» Task instructions
Filter the entries for the word "first". Copy each line in which it occurs.

=== Section Start ===

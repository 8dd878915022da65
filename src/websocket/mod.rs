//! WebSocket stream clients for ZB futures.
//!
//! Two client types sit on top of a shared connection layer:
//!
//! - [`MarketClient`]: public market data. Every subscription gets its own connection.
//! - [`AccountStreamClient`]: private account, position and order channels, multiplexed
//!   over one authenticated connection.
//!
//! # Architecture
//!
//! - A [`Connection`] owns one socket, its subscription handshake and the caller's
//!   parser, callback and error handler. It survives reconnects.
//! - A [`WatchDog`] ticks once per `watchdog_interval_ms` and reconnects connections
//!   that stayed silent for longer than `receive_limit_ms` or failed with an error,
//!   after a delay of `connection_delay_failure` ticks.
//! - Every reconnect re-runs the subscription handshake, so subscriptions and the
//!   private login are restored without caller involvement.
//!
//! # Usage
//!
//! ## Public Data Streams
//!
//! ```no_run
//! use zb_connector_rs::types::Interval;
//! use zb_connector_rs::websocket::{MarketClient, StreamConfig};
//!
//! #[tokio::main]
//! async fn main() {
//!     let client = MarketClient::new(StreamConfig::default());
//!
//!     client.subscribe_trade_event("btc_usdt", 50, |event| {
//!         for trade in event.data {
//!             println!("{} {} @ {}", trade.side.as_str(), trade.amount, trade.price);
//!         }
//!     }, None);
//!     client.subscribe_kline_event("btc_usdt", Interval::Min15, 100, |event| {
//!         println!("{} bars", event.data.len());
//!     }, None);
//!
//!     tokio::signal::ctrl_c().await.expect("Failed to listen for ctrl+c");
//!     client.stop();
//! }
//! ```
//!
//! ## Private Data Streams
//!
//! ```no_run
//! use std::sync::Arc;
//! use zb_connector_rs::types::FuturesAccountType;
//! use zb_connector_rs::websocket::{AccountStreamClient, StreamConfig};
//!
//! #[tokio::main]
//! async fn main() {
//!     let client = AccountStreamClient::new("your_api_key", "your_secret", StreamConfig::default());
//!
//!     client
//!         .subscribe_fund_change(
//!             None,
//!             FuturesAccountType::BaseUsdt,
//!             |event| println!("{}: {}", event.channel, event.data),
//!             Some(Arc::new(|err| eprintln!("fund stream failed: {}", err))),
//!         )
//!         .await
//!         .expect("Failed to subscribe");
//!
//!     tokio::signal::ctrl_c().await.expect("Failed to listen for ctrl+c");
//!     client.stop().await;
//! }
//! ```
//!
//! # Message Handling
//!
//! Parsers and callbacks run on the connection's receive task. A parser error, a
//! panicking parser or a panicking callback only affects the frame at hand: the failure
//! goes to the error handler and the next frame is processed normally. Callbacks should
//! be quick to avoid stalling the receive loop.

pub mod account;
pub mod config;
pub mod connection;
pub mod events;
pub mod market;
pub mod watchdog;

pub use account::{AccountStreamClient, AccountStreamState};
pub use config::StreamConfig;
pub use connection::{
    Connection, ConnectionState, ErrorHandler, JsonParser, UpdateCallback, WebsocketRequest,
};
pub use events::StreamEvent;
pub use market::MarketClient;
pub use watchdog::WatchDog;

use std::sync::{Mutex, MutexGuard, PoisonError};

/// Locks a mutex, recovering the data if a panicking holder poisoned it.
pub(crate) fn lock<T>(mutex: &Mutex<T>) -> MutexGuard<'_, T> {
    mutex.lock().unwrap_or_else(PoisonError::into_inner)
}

=== Section End ===
=== Section Start ===

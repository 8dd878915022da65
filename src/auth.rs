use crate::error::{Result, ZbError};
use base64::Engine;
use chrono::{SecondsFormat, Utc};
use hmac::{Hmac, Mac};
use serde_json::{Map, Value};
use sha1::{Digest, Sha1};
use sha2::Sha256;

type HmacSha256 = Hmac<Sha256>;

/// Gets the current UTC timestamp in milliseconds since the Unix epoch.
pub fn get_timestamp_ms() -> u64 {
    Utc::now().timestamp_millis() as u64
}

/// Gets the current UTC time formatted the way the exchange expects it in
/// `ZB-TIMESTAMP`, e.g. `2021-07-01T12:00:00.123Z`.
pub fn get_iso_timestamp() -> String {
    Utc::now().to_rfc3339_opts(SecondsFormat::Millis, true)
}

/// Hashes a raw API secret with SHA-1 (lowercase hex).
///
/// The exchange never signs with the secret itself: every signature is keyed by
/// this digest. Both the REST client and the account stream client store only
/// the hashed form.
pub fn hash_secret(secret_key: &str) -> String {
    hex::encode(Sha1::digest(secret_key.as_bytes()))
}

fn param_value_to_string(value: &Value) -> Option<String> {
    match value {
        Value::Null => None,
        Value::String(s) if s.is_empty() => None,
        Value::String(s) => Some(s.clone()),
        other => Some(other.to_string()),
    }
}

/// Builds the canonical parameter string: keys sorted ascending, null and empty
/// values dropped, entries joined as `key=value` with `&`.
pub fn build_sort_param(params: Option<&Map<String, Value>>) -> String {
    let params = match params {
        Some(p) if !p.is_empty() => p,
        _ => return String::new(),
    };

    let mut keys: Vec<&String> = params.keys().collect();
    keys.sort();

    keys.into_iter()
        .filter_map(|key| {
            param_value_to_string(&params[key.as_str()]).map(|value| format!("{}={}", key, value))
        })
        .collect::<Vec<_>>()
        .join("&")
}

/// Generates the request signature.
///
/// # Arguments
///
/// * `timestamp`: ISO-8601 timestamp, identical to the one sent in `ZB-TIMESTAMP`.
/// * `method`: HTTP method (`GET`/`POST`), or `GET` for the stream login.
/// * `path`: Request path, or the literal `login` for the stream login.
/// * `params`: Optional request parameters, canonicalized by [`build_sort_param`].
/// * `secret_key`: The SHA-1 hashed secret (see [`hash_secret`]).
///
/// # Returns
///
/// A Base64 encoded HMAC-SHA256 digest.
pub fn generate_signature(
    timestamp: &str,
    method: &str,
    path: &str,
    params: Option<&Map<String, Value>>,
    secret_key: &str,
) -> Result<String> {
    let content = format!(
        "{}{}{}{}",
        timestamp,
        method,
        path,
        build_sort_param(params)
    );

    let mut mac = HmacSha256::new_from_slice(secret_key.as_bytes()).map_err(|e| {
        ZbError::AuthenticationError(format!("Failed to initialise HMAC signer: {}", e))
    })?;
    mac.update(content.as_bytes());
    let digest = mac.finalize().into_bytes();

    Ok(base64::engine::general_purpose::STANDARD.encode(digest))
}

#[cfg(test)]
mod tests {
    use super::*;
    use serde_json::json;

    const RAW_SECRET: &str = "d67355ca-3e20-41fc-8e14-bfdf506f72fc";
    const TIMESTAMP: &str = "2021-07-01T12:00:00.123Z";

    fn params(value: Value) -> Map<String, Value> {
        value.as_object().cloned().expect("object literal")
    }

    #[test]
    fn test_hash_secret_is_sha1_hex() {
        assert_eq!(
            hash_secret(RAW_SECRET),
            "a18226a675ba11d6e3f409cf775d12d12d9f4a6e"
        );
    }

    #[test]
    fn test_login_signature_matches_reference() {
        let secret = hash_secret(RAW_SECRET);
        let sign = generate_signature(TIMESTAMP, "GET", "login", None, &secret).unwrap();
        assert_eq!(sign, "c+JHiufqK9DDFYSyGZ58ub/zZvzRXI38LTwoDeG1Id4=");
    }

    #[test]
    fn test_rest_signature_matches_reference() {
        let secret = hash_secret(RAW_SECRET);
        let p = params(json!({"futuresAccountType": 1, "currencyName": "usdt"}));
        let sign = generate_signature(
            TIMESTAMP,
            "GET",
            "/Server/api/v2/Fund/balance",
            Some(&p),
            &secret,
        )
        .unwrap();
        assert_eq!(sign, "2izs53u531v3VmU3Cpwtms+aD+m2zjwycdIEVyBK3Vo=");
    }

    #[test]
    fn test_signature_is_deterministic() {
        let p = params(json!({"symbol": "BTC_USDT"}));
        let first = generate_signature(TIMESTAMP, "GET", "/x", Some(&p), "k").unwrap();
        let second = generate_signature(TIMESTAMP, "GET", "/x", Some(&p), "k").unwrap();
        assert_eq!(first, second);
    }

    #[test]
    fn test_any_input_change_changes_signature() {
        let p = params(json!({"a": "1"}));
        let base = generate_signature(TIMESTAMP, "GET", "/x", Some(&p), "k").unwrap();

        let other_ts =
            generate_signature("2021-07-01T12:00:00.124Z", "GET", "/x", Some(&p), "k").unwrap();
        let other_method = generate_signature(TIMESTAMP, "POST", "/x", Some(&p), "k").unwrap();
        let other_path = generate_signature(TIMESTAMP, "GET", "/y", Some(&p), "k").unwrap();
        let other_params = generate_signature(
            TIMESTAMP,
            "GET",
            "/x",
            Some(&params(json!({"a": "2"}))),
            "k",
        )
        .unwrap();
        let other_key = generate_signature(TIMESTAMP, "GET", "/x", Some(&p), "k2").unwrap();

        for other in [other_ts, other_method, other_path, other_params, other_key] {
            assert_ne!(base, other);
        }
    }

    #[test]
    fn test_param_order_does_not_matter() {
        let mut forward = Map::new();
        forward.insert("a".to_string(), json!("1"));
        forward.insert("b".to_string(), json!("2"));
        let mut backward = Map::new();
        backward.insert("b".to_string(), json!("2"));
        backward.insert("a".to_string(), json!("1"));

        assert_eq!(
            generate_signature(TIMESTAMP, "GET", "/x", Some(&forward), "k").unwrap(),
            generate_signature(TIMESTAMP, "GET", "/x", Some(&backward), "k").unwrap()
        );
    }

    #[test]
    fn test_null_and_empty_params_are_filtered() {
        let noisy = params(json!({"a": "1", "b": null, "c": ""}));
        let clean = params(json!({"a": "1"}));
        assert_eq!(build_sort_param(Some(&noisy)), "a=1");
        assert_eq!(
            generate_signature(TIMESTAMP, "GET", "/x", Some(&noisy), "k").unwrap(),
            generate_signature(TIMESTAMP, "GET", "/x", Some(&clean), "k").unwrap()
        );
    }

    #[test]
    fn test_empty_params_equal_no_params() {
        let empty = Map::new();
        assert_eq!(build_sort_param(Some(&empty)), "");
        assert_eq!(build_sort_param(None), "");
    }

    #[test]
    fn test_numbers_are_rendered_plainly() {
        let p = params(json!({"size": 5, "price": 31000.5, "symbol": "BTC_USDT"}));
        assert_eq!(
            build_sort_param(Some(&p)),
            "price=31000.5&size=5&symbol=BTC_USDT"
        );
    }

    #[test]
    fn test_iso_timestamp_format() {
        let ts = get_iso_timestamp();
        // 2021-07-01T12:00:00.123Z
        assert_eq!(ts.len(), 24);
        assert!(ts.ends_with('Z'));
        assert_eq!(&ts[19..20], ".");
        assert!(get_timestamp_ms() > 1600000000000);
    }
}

=== Section End ===

» Response to the exercise
        let first = generate_signature(TIMESTAMP, "GET", "/x", Some(&p), "k").unwrap();
        assert_eq!(first, second);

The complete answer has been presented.